● **Aim of the exercise**
Your task is to copy the stretch of lines in the records below that begins with the line containing "cart.set_delivery_instructions(text);" and ends with the line containing "method: PaymentMethod) ->", exactly as written, with nothing added.

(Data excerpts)
Start of Block

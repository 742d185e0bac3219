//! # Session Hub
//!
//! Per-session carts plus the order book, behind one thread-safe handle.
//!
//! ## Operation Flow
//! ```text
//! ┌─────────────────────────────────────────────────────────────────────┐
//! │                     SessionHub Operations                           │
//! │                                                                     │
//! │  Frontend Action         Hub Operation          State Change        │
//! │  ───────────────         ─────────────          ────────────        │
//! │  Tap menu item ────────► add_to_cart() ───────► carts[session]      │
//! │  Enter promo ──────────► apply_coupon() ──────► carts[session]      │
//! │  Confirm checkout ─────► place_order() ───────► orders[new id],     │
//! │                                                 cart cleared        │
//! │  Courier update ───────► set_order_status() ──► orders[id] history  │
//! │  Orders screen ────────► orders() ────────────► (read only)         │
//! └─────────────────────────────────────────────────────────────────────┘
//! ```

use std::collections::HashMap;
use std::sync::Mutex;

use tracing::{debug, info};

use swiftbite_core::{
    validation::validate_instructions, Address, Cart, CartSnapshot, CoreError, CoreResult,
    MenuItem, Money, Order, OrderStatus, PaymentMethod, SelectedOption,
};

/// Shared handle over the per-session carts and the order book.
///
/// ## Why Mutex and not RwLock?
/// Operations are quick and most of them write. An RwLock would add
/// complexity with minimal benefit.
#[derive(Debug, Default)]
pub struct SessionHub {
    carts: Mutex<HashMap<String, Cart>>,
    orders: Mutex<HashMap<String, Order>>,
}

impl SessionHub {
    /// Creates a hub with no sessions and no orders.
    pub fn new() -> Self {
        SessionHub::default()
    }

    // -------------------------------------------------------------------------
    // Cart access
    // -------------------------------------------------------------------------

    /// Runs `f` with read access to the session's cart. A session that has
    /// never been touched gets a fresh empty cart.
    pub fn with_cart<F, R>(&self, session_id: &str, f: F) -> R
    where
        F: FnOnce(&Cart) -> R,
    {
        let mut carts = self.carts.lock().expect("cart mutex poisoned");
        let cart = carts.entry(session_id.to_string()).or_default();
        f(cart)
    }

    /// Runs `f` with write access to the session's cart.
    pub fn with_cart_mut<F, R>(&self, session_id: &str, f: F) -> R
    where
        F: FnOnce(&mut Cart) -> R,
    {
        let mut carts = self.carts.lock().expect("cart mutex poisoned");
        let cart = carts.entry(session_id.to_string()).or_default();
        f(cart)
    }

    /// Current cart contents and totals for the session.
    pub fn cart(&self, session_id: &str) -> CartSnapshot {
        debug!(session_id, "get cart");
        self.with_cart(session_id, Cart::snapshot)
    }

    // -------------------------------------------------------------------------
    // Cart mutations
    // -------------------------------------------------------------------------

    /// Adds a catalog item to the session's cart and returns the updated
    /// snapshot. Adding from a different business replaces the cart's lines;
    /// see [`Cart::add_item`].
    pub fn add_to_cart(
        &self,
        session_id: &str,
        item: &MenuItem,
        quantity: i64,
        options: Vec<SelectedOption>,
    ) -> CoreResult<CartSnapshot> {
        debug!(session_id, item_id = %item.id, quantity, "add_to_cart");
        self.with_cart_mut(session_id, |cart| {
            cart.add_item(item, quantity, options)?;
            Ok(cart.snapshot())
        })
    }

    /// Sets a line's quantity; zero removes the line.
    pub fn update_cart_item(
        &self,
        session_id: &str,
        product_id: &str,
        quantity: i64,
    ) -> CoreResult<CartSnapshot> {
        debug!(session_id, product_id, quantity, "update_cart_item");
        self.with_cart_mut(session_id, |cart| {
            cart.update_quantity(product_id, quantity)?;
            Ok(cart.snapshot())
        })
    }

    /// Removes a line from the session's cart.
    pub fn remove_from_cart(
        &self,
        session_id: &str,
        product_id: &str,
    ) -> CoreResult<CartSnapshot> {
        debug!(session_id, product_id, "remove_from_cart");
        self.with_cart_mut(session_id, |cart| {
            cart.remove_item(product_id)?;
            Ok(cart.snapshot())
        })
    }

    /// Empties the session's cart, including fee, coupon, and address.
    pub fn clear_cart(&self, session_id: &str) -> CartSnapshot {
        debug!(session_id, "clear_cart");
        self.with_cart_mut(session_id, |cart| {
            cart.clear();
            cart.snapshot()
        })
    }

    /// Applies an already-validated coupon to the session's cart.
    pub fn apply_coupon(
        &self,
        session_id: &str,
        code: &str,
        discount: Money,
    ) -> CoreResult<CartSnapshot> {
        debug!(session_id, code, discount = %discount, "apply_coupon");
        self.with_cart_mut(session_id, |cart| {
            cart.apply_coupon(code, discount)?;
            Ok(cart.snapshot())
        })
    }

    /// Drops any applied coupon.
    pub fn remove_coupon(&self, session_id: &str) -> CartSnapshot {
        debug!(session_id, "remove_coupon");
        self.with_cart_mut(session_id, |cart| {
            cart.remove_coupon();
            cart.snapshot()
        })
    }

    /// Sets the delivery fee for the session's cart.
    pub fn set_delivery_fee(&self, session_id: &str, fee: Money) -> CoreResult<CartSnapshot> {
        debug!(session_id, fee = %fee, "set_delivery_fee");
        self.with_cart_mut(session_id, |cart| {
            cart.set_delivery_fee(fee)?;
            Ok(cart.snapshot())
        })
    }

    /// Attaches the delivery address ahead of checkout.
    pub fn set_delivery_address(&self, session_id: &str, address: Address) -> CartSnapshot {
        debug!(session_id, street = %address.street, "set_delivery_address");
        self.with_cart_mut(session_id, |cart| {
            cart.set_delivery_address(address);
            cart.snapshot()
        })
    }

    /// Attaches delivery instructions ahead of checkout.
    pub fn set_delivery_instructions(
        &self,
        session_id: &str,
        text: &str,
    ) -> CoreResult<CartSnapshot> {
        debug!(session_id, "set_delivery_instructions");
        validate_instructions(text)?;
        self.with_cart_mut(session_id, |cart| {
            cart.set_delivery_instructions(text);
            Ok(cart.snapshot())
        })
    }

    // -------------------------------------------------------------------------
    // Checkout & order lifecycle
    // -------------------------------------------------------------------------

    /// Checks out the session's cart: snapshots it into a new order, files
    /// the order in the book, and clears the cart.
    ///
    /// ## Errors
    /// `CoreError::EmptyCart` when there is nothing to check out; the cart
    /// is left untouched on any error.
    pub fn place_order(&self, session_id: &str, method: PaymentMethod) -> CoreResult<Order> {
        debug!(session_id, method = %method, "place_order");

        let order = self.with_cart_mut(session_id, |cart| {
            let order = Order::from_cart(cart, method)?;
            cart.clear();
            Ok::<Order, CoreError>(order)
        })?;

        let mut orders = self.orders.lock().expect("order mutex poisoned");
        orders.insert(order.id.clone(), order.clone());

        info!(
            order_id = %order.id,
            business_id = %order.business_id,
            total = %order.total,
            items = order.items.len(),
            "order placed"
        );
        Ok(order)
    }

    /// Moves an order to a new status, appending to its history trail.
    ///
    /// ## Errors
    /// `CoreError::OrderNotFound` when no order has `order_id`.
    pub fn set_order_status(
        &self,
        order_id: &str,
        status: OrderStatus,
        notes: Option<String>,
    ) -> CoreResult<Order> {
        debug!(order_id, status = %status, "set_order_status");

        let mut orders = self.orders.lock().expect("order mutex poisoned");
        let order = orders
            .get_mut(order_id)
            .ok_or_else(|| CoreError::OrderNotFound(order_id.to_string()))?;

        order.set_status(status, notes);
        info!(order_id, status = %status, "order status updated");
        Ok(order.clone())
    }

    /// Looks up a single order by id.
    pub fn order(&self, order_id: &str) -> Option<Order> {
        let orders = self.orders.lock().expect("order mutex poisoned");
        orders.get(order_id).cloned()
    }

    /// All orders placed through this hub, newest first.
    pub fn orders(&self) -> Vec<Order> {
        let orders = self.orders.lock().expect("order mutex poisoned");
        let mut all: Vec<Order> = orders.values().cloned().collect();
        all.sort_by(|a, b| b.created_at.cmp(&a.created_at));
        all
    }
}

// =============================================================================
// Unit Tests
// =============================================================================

End of Block
Start of Block

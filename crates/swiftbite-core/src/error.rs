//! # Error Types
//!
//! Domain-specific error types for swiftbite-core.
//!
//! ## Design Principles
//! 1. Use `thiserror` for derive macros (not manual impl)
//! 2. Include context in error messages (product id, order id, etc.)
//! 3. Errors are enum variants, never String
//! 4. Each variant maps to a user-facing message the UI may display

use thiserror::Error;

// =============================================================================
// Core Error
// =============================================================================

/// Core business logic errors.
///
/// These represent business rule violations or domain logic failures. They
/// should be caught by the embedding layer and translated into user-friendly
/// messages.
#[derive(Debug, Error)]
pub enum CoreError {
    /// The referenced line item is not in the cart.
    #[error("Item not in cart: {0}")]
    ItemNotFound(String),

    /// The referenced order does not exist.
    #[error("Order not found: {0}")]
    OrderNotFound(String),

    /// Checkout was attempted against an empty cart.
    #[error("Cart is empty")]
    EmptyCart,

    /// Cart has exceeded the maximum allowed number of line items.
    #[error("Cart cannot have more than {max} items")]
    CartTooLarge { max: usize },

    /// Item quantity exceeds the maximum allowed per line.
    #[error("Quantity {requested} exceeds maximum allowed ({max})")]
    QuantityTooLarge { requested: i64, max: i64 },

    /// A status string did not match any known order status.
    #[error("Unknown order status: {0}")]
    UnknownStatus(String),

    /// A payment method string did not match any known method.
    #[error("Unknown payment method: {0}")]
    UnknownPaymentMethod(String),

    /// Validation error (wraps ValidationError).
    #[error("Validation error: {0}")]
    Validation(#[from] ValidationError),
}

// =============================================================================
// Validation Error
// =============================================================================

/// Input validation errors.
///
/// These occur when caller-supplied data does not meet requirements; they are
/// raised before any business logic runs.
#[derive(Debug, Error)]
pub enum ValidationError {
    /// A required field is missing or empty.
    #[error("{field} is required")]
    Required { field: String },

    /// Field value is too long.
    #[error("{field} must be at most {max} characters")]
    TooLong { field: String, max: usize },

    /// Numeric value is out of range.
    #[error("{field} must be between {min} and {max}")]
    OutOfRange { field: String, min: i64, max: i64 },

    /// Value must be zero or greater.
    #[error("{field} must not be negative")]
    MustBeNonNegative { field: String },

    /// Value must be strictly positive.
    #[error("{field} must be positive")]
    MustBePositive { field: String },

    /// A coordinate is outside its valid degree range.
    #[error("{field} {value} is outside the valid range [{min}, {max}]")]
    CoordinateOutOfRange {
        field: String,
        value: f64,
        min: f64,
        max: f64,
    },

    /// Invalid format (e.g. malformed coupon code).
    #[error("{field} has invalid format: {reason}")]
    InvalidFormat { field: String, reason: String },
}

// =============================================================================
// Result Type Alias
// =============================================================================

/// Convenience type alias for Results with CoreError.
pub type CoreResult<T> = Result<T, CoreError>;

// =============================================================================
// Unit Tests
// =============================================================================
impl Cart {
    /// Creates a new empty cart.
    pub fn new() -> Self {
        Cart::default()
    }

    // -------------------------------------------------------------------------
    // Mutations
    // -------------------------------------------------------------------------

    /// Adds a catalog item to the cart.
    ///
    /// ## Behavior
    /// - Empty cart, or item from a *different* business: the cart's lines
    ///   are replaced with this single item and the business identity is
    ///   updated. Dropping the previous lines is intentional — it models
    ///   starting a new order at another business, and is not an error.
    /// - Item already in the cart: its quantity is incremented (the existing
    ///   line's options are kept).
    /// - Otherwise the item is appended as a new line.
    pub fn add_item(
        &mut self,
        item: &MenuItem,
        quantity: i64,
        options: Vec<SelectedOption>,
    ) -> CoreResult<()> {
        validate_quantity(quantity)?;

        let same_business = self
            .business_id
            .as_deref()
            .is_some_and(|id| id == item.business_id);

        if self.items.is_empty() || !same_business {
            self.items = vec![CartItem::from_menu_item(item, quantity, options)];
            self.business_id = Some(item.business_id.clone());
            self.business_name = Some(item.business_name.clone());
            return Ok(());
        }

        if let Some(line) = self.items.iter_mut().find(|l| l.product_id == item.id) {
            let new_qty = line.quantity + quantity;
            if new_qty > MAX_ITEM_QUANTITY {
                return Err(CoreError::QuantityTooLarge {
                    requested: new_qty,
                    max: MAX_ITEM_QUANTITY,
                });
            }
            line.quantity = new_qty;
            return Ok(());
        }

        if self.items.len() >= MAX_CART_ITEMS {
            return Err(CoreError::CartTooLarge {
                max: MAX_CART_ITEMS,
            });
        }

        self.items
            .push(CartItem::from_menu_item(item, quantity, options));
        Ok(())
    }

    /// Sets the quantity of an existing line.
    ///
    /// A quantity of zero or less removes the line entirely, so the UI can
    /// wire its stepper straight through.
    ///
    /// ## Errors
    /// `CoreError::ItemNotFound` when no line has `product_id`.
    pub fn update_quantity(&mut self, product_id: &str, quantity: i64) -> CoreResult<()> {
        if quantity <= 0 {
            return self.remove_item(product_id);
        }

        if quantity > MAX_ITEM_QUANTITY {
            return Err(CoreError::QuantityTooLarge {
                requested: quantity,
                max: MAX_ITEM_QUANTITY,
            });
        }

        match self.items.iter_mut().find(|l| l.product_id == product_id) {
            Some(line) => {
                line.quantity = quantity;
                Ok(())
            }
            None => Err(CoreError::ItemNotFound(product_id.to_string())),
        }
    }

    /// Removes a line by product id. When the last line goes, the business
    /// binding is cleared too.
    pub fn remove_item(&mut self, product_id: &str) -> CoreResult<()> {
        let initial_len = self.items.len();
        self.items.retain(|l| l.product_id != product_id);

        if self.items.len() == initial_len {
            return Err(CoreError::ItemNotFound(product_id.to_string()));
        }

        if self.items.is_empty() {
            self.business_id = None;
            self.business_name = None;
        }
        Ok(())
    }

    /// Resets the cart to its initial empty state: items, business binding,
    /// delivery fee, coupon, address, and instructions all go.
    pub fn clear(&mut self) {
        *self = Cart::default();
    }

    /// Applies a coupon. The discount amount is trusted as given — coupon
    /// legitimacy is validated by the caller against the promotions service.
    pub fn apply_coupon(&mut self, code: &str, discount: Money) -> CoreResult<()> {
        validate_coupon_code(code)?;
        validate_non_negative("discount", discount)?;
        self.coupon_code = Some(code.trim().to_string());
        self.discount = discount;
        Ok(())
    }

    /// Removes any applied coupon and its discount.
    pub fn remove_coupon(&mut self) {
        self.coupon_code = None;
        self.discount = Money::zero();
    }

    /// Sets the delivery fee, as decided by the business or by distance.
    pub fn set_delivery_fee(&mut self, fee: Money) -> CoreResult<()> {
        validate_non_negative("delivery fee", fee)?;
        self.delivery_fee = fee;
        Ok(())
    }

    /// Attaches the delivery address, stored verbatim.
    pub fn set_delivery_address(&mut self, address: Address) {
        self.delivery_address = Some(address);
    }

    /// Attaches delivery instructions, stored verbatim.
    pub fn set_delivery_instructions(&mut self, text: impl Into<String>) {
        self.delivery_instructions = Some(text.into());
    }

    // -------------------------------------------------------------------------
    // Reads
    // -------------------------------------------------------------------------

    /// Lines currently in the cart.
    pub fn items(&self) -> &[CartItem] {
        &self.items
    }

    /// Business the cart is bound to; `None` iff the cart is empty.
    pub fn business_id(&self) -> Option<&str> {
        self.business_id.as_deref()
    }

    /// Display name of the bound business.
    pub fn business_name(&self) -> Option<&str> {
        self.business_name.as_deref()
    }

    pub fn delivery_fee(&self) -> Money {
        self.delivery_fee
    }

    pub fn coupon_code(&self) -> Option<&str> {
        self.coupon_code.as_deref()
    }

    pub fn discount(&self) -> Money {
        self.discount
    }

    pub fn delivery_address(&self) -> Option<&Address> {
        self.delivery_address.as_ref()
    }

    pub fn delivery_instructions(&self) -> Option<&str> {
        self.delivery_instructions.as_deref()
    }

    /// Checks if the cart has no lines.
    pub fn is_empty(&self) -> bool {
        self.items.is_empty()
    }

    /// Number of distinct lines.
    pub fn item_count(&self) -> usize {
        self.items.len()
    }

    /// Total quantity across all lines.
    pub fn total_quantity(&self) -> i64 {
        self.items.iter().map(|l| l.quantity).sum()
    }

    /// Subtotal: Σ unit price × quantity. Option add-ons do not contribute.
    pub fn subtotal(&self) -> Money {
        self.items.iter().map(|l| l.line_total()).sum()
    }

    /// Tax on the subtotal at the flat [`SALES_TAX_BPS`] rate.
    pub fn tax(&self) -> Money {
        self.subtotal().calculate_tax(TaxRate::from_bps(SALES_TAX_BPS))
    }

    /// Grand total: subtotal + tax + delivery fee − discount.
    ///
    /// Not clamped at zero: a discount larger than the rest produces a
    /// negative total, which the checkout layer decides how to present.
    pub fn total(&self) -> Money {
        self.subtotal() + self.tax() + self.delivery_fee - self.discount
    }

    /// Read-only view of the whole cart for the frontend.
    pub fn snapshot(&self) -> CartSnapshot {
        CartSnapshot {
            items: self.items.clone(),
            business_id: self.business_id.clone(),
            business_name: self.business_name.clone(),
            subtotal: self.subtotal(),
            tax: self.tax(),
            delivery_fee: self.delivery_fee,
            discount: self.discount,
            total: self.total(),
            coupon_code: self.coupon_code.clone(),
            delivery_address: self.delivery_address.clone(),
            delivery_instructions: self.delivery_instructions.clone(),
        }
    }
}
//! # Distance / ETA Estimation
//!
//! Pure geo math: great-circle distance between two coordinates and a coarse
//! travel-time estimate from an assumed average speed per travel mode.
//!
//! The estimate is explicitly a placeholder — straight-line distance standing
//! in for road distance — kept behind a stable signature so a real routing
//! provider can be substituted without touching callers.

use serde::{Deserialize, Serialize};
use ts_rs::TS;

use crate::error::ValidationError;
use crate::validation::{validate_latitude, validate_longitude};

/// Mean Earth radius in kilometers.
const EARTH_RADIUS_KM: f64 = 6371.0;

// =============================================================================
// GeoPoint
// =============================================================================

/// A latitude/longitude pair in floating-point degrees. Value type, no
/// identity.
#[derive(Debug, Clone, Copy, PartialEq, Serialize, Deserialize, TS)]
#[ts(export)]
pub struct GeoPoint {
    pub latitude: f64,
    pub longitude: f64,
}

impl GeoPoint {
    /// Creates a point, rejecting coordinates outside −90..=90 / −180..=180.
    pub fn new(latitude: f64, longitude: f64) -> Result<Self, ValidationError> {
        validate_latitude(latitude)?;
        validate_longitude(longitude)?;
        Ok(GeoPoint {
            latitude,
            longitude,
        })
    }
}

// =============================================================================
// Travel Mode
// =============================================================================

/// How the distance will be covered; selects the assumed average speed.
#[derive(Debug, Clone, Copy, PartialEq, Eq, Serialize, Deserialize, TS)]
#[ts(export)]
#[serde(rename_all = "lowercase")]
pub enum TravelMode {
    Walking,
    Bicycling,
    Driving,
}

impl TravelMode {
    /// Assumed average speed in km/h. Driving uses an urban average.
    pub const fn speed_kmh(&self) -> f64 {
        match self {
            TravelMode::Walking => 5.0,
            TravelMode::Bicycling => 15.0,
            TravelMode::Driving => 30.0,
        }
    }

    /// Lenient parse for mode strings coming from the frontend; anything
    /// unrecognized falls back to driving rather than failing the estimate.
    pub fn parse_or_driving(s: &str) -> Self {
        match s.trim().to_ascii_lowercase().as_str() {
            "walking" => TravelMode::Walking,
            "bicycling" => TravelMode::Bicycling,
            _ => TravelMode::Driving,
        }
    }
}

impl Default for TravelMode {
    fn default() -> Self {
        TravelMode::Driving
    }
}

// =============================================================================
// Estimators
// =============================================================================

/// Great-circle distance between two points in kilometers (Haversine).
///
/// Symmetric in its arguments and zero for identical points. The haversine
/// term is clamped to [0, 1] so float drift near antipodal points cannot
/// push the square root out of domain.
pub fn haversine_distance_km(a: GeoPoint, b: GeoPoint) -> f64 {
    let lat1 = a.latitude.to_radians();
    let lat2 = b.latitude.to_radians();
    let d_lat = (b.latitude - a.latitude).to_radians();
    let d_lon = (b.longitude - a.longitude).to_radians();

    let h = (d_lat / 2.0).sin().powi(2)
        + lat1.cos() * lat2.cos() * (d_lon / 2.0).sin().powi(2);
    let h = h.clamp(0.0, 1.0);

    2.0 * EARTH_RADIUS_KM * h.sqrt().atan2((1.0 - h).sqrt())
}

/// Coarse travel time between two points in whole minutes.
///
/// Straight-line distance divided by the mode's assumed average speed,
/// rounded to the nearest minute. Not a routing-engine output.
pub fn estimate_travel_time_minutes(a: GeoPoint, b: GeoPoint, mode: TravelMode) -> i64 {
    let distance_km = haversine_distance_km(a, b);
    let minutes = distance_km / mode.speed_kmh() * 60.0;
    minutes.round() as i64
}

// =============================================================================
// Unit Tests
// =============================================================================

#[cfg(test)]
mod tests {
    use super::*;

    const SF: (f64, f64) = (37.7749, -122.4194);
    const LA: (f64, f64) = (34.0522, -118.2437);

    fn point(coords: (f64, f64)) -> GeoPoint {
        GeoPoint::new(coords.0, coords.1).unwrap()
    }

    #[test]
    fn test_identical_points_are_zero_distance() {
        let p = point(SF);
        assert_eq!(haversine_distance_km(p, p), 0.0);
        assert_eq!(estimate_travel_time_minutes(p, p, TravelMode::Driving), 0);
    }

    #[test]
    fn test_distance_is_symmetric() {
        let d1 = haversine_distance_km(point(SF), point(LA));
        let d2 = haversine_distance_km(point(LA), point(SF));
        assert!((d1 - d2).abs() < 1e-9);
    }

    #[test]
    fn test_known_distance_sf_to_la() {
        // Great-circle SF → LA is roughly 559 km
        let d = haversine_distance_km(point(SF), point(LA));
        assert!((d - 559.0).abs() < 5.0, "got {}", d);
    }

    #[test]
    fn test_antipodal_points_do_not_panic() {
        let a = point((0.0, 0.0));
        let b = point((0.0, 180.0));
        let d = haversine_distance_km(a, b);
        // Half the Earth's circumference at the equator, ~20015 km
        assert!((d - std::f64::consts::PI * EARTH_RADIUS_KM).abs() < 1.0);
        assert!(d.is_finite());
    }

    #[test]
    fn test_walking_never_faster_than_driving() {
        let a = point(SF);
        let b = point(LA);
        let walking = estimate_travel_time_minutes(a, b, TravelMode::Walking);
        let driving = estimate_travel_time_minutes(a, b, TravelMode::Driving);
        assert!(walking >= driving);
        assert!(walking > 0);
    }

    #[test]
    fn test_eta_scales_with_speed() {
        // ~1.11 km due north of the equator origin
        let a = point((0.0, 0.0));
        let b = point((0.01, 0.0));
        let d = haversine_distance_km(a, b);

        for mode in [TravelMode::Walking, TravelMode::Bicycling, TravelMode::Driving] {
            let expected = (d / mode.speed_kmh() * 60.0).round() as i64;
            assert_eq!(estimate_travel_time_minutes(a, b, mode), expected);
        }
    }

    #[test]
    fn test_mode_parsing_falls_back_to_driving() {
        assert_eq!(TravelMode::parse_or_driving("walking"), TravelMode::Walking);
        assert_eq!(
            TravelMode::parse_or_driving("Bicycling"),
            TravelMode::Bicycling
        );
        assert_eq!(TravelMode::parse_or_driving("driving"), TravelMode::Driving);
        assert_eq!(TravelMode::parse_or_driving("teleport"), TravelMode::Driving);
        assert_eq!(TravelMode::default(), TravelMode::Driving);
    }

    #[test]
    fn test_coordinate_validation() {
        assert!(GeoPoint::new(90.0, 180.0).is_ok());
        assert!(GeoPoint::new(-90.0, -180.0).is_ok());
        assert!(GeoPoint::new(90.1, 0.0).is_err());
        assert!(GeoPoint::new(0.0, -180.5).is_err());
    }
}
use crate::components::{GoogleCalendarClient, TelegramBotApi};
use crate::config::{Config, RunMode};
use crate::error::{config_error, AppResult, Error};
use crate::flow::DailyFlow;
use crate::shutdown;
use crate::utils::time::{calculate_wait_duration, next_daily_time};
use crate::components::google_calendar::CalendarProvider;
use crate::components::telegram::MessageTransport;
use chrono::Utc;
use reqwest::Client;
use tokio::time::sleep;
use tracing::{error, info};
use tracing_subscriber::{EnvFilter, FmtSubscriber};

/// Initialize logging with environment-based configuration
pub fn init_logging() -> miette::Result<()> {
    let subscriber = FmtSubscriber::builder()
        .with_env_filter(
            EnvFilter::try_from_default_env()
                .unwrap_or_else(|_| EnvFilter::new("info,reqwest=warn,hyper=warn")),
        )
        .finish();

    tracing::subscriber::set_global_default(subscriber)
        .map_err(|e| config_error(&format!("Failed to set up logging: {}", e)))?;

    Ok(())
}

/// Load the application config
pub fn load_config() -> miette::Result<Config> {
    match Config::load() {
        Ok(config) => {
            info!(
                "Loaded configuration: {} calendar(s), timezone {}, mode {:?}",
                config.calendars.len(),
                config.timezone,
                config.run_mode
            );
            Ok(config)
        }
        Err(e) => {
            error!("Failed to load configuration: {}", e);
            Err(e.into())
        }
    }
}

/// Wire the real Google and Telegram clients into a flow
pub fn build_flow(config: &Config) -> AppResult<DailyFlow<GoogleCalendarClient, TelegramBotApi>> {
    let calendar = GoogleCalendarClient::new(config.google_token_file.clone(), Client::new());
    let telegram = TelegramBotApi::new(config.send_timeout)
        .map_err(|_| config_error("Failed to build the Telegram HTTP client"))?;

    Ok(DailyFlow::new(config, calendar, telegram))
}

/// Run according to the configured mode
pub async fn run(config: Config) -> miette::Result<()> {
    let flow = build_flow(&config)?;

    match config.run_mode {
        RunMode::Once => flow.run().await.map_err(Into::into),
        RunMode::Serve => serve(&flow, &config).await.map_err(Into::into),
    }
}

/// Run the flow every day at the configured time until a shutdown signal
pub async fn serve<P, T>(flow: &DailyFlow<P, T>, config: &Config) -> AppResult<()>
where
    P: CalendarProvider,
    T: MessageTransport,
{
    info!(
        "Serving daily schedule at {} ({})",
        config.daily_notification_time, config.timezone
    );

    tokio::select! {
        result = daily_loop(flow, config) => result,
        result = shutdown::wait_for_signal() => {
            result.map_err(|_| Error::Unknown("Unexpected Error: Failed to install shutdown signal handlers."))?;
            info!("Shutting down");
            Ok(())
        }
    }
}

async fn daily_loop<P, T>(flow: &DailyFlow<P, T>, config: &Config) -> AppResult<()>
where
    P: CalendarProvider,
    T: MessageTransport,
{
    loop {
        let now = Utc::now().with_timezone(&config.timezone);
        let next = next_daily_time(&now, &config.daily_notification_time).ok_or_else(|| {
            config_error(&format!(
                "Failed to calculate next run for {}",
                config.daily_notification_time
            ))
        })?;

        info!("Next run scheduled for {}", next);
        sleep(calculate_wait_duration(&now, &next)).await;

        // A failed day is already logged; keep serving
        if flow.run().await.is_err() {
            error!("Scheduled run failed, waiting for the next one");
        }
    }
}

End of Block

● **Result**
            cart.set_delivery_instructions(text);
            Ok(cart.snapshot())
        })
    }

    // -------------------------------------------------------------------------
    // Checkout & order lifecycle
    // -------------------------------------------------------------------------

    /// Checks out the session's cart: snapshots it into a new order, files
    /// the order in the book, and clears the cart.
    ///
    /// ## Errors
    /// `CoreError::EmptyCart` when there is nothing to check out; the cart
    /// is left untouched on any error.
    pub fn place_order(&self, session_id: &str, method: PaymentMethod) -> CoreResult<Order> {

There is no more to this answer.